JAKARTA – Idul Adha atau Hari Raya Haji adalah momentum untuk mempersatukan umat dengan latar belakang berbeda. Perbedaan itu berupa keragaman budaya seperti perbedaan bahasa, perbedaan warna kulit, dan perbedaan adat istiadat. Pun perbedaan agama seharusnyatidak mengganggu esensi yaitu kesatuan rohaniah, yang kini digunakan paham radikal terorisme untuk mengadu domba, bahkan membunuh sesamanya.
“Ibadah Haji memang sebuah ritual tapi tidak sekadar itu, karena harus kita lihat esensinya. Bukan sekadar ritual dimana kita naik haji kemudian pulang mendapat gelar haji , bu hajjah dsb. Haji sebenarnya mengandung maknsa simbolik yang dalam sekali untuk persatuan dan kesatuan umat Islam di Indonesia maupun dunia,” kata guru besar Universitas Islam Negeri (UIN) Syarif Hidayatullah Jakarta, Prof Asep Usman Ismail, kepada media, Rabu (31/8/2016).
Dalam momen Idul Adha ini ia mengajak seluruh umat manusia untuk memperkuat persatuan, terutama dalam memerangi bahaya nyata yaitu radikalisme dan terorisme.Pasalnya, radikalisme dan terorisme tidak dibenarkan Islam, apapun bentuknya. Apalagi seperti serangan di halaman Masjid Nabawi, Madinah beberapa waktu lalu.
Asep mengingatkan akan perayaan Idul Adha yang merupakan puncak ibadah Haji yang dilaksanakan umat Muslim. Seperti kita ketahui bersama, kadang Idul Idha disebut pula sebagai Idul Qurban atau Lebaran Haji.Ia juga menegaskan bahwa pada hakekatnya tidak ada Islam Pakistan, Islam Yaman.
“Itu hanya masalah tempat tinggal, lalu dari tempat tinggal itu lahir sistem sosial, itu lahir cinta tanah air, muncul nasionalisme, kebangsaan, budaya dll. Nasionalisme itu pangkalnya tempat tinggal, lalu muncul cinta tanah air. Itu kenyataan yang tak bisa dihindari. Lahir di Mekah atau Indonesia maka dia cinta pada tanah kelahiran. Itu perbedaan dan Islam yang mempersatukannya,” terangnya.
“Ajaran dasar Islam itu dirancang sistematik, sistemik, dimana semua komponen satu sama lain saling menguatkan. Simbolik yang mempersatukan umat Islam itu sebetulnya banyak, salah satunya adanya Ka’bah.
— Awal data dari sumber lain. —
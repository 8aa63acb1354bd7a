//! Symbolic type and shape inference over [`Dim`]s.
//!
//! Used by the tracer while recording the forward pass and by the validator
//! when re-checking a loaded artifact, so both agree on what every node
//! produces for an arbitrary batch size.

use serde::{Deserialize, Serialize};
use thiserror::Error;

use super::{Dim, Op, OpKind};
use crate::tensor::DType;

#[derive(Clone, Debug, PartialEq, Eq, Serialize, Deserialize)]
pub struct TypeInfo {
    pub dtype: DType,
    pub dims: Vec<Dim>,
}

impl TypeInfo {
    #[must_use]
    pub fn new(dtype: DType, dims: Vec<Dim>) -> Self {
        TypeInfo { dtype, dims }
    }

    /// All-fixed type for a concrete shape.
    #[must_use]
    pub fn fixed(dtype: DType, shape: &[usize]) -> Self {
        TypeInfo {
            dtype,
            dims: shape.iter().map(|&n| Dim::Fixed(n)).collect(),
        }
    }

    #[must_use]
    pub fn rank(&self) -> usize {
        self.dims.len()
    }

    /// Concrete shape for the given batch size.
    #[must_use]
    pub fn instantiate(&self, batch: usize) -> Vec<usize> {
        self.dims.iter().map(|d| d.resolve(batch)).collect()
    }

    #[must_use]
    pub fn has_batch(&self) -> bool {
        self.dims.contains(&Dim::Batch)
    }
}

#[derive(Debug, Clone, PartialEq, Eq, Error)]
pub enum ShapeError {
    #[error("{op} takes {expected} inputs, got {found}")]
    Arity {
        op: OpKind,
        expected: usize,
        found: usize,
    },
    #[error("{op} input {input} must be {expected}, found {found}")]
    DType {
        op: OpKind,
        input: usize,
        expected: DType,
        found: DType,
    },
    #[error("{op} input {input} must have rank {expected}, found {found}")]
    Rank {
        op: OpKind,
        input: usize,
        expected: usize,
        found: usize,
    },
    #[error("{op} axis {axis} is out of range for rank {rank}")]
    Axis { op: OpKind, axis: usize, rank: usize },
    #[error("{op}: {detail}")]
    Mismatch { op: OpKind, detail: String },
    #[error("{op} would fold the dynamic batch axis into a fixed axis")]
    BatchFolded { op: OpKind },
}

fn expect_arity(op: OpKind, inputs: &[&TypeInfo], expected: usize) -> Result<(), ShapeError> {
    if inputs.len() != expected {
        return Err(ShapeError::Arity {
            op,
            expected,
            found: inputs.len(),
        });
    }
    Ok(())
}

fn expect_dtype(op: OpKind, inputs: &[&TypeInfo], input: usize, expected: DType) -> Result<(), ShapeError> {
    let found = inputs[input].dtype;
    if found != expected {
        return Err(ShapeError::DType {
            op,
            input,
            expected,
            found,
        });
    }
    Ok(())
}

fn expect_rank(op: OpKind, inputs: &[&TypeInfo], input: usize, expected: usize) -> Result<(), ShapeError> {
    let found = inputs[input].rank();
    if found != expected {
        return Err(ShapeError::Rank {
            op,
            input,
            expected,
            found,
        });
    }
    Ok(())
}

fn mismatch(op: OpKind, detail: String) -> ShapeError {
    ShapeError::Mismatch { op, detail }
}

/// Product of a run of dims. At most one batch axis may take part, and only
/// when every fixed axis beside it has size 1.
fn collapse(op: OpKind, dims: &[Dim]) -> Result<Dim, ShapeError> {
    let fixed: usize = dims
        .iter()
        .map(|d| match d {
            Dim::Fixed(n) => *n,
            Dim::Batch => 1,
        })
        .product();
    match dims.iter().filter(|d| **d == Dim::Batch).count() {
        0 => Ok(Dim::Fixed(fixed)),
        1 if fixed == 1 => Ok(Dim::Batch),
        _ => Err(ShapeError::BatchFolded { op }),
    }
}

/// Infer the output type of `op` applied to `inputs`.
pub fn infer(op: &Op, inputs: &[&TypeInfo]) -> Result<TypeInfo, ShapeError> {
    let kind = op.kind();
    match op {
        Op::MatMul => {
            expect_arity(kind, inputs, 2)?;
            expect_dtype(kind, inputs, 0, DType::F32)?;
            expect_dtype(kind, inputs, 1, DType::F32)?;
            expect_rank(kind, inputs, 0, 2)?;
            expect_rank(kind, inputs, 1, 2)?;
            let (a, b) = (&inputs[0].dims, &inputs[1].dims);
            if a[1] != b[0] {
                return Err(mismatch(kind, format!("inner dims {} and {} differ", a[1], b[0])));
            }
            Ok(TypeInfo::new(DType::F32, vec![a[0], b[1]]))
        }
        Op::Gemm => {
            expect_arity(kind, inputs, 3)?;
            for i in 0..3 {
                expect_dtype(kind, inputs, i, DType::F32)?;
            }
            expect_rank(kind, inputs, 0, 2)?;
            expect_rank(kind, inputs, 1, 2)?;
            expect_rank(kind, inputs, 2, 1)?;
            let (x, w, b) = (&inputs[0].dims, &inputs[1].dims, &inputs[2].dims);
            if x[1] != w[0] {
                return Err(mismatch(kind, format!("inner dims {} and {} differ", x[1], w[0])));
            }
            if b[0] != w[1] {
                return Err(mismatch(kind, format!("bias has {} entries, expected {}", b[0], w[1])));
            }
            Ok(TypeInfo::new(DType::F32, vec![x[0], w[1]]))
        }
        Op::Add | Op::Mul => {
            expect_arity(kind, inputs, 2)?;
            expect_dtype(kind, inputs, 0, DType::F32)?;
            expect_dtype(kind, inputs, 1, DType::F32)?;
            let (lhs, rhs) = (&inputs[0].dims, &inputs[1].dims);
            if rhs.len() > lhs.len() || lhs[lhs.len() - rhs.len()..] != rhs[..] {
                return Err(mismatch(
                    kind,
                    format!("cannot broadcast {rhs:?} onto {lhs:?}"),
                ));
            }
            Ok(inputs[0].clone())
        }
        Op::Relu | Op::Sigmoid | Op::Clip { .. } | Op::Dropout { .. } => {
            expect_arity(kind, inputs, 1)?;
            expect_dtype(kind, inputs, 0, DType::F32)?;
            Ok(inputs[0].clone())
        }
        Op::Identity => {
            expect_arity(kind, inputs, 1)?;
            Ok(inputs[0].clone())
        }
        Op::Softmax { axis } => {
            expect_arity(kind, inputs, 1)?;
            expect_dtype(kind, inputs, 0, DType::F32)?;
            let rank = inputs[0].rank();
            if rank == 0 || *axis != rank - 1 {
                return Err(ShapeError::Axis {
                    op: kind,
                    axis: *axis,
                    rank,
                });
            }
            Ok(inputs[0].clone())
        }
        Op::Gather => {
            expect_arity(kind, inputs, 2)?;
            expect_dtype(kind, inputs, 0, DType::F32)?;
            expect_dtype(kind, inputs, 1, DType::I64)?;
            expect_rank(kind, inputs, 0, 2)?;
            if inputs[0].has_batch() {
                return Err(mismatch(kind, "embedding table must be fixed".to_string()));
            }
            let mut dims = inputs[1].dims.clone();
            dims.push(inputs[0].dims[1]);
            Ok(TypeInfo::new(DType::F32, dims))
        }
        Op::Concat { axis } => {
            if inputs.is_empty() {
                return Err(ShapeError::Arity {
                    op: kind,
                    expected: 1,
                    found: 0,
                });
            }
            let first = inputs[0];
            if *axis >= first.rank() {
                return Err(ShapeError::Axis {
                    op: kind,
                    axis: *axis,
                    rank: first.rank(),
                });
            }
            let mut total = 0;
            for (i, info) in inputs.iter().enumerate() {
                expect_dtype(kind, inputs, i, first.dtype)?;
                expect_rank(kind, inputs, i, first.rank())?;
                for (d, (a, b)) in first.dims.iter().zip(&info.dims).enumerate() {
                    if d != *axis && a != b {
                        return Err(mismatch(kind, format!("input {i} axis {d} is {b}, expected {a}")));
                    }
                }
                match info.dims[*axis] {
                    Dim::Fixed(n) => total += n,
                    Dim::Batch => return Err(ShapeError::BatchFolded { op: kind }),
                }
            }
            let mut dims = first.dims.clone();
            dims[*axis] = Dim::Fixed(total);
            Ok(TypeInfo::new(first.dtype, dims))
        }
        Op::Flatten { axis } => {
            expect_arity(kind, inputs, 1)?;
            let dims = &inputs[0].dims;
            if *axis > dims.len() {
                return Err(ShapeError::Axis {
                    op: kind,
                    axis: *axis,
                    rank: dims.len(),
                });
            }
            let outer = collapse(kind, &dims[..*axis])?;
            let inner = collapse(kind, &dims[*axis..])?;
            Ok(TypeInfo::new(inputs[0].dtype, vec![outer, inner]))
        }
        Op::Reshape { shape } => {
            expect_arity(kind, inputs, 1)?;
            infer_reshape(kind, inputs[0], shape)
        }
        Op::LayerNormalization { .. } => {
            expect_arity(kind, inputs, 3)?;
            for i in 0..3 {
                expect_dtype(kind, inputs, i, DType::F32)?;
            }
            expect_rank(kind, inputs, 1, 1)?;
            expect_rank(kind, inputs, 2, 1)?;
            let last = inputs[0].dims.last().copied();
            match last {
                Some(Dim::Fixed(d)) if inputs[1].dims[0] == Dim::Fixed(d) && inputs[2].dims[0] == Dim::Fixed(d) => {
                    Ok(inputs[0].clone())
                }
                _ => Err(mismatch(kind, "scale and bias must match the fixed last axis".to_string())),
            }
        }
        Op::DequantizeLinear { axis } => {
            expect_arity(kind, inputs, 3)?;
            let q = inputs[0];
            if !matches!(q.dtype, DType::I8 | DType::U8) {
                return Err(ShapeError::DType {
                    op: kind,
                    input: 0,
                    expected: DType::I8,
                    found: q.dtype,
                });
            }
            expect_dtype(kind, inputs, 1, DType::F32)?;
            expect_dtype(kind, inputs, 2, q.dtype)?;
            let expected_scale = match axis {
                None => Vec::new(),
                Some(a) if *a < q.rank() => vec![q.dims[*a]],
                Some(a) => {
                    return Err(ShapeError::Axis {
                        op: kind,
                        axis: *a,
                        rank: q.rank(),
                    })
                }
            };
            if inputs[1].dims != expected_scale || inputs[2].dims != expected_scale {
                return Err(mismatch(
                    kind,
                    format!("scale and zero point must have shape {expected_scale:?}"),
                ));
            }
            Ok(TypeInfo::new(DType::F32, q.dims.clone()))
        }
    }
}

fn infer_reshape(kind: OpKind, input: &TypeInfo, spec: &[i64]) -> Result<TypeInfo, ShapeError> {
    let input_fixed: usize = input
        .dims
        .iter()
        .map(|d| match d {
            Dim::Fixed(n) => *n,
            Dim::Batch => 1,
        })
        .product();
    let mut dims = Vec::with_capacity(spec.len());
    let mut inferred_at = None;
    let mut batch_copied = false;
    let mut out_fixed = 1usize;
    for (i, &s) in spec.iter().enumerate() {
        match s {
            0 => {
                let d = *input.dims.get(i).ok_or(ShapeError::Axis {
                    op: kind,
                    axis: i,
                    rank: input.rank(),
                })?;
                if let Dim::Fixed(n) = d {
                    out_fixed *= n;
                } else {
                    batch_copied = true;
                }
                dims.push(d);
            }
            -1 if inferred_at.is_none() => {
                inferred_at = Some(i);
                dims.push(Dim::Fixed(0));
            }
            n if n > 0 => {
                out_fixed *= n as usize;
                dims.push(Dim::Fixed(n as usize));
            }
            _ => return Err(mismatch(kind, format!("invalid target shape {spec:?}"))),
        }
    }

    let batch_in = input.has_batch();
    match inferred_at {
        Some(i) => {
            if out_fixed == 0 || input_fixed % out_fixed != 0 {
                return Err(mismatch(kind, format!("cannot infer -1 in {spec:?}")));
            }
            let ratio = input_fixed / out_fixed;
            dims[i] = if batch_in && !batch_copied {
                if ratio != 1 {
                    return Err(ShapeError::BatchFolded { op: kind });
                }
                Dim::Batch
            } else {
                Dim::Fixed(ratio)
            };
        }
        None => {
            if batch_in && !batch_copied {
                return Err(ShapeError::BatchFolded { op: kind });
            }
            if out_fixed != input_fixed {
                return Err(mismatch(
                    kind,
                    format!("{spec:?} does not preserve {input_fixed} elements"),
                ));
            }
        }
    }
    Ok(TypeInfo::new(input.dtype, dims))
}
Itu yang mempersatukan umat,” katanya.
Keragaman budaya itu menurut Al Quran adalah itu harus direnungkan supaya bisa saling mengenal, mengenal budaya, mengenal bahasa, dan adat istadatnya dan itu diakui oleh Al-Qur’an. “Ada keragaman budaya. Tetapi ada keragaan budaya itu tidak boleh mengganggu esensi yaitu kesatuan spiritual.”, ujar Asep.
Sholat itu adalah doa jarak jauh dan merasai satu sebagai umat islam sebagai satu kesatuan, sedangkan haji adalah jarak dekat . Jutaan orang dari berbagai belahan dunia dari berbagai berlahan dunia, dari berbagai kawasan, berbagai negara berkumpul di satu titik.
“Di momentum itu, orang akan merasa satu misalnya ketika mengelilingi Ka’bah dan berada di Mina untuk melempar jumroh. Puncaknya dimana umat merasa bersatu adalah ketika wukuf di mana semua memakai kain putih. Jadi semua identitas, atribut dilepas dan hanya memakai kain putih. Kain putih itu sebenarnya bukan warna. Putih itu menggambarkan kesucian, kebersihan dan persamaan. Ada makna folosofisnya yaitu menggambarkan kematian. Karena ketika mati , semua orang muslim itu akan ditutup dengan kain kafan yang warnanya putih,” katanya.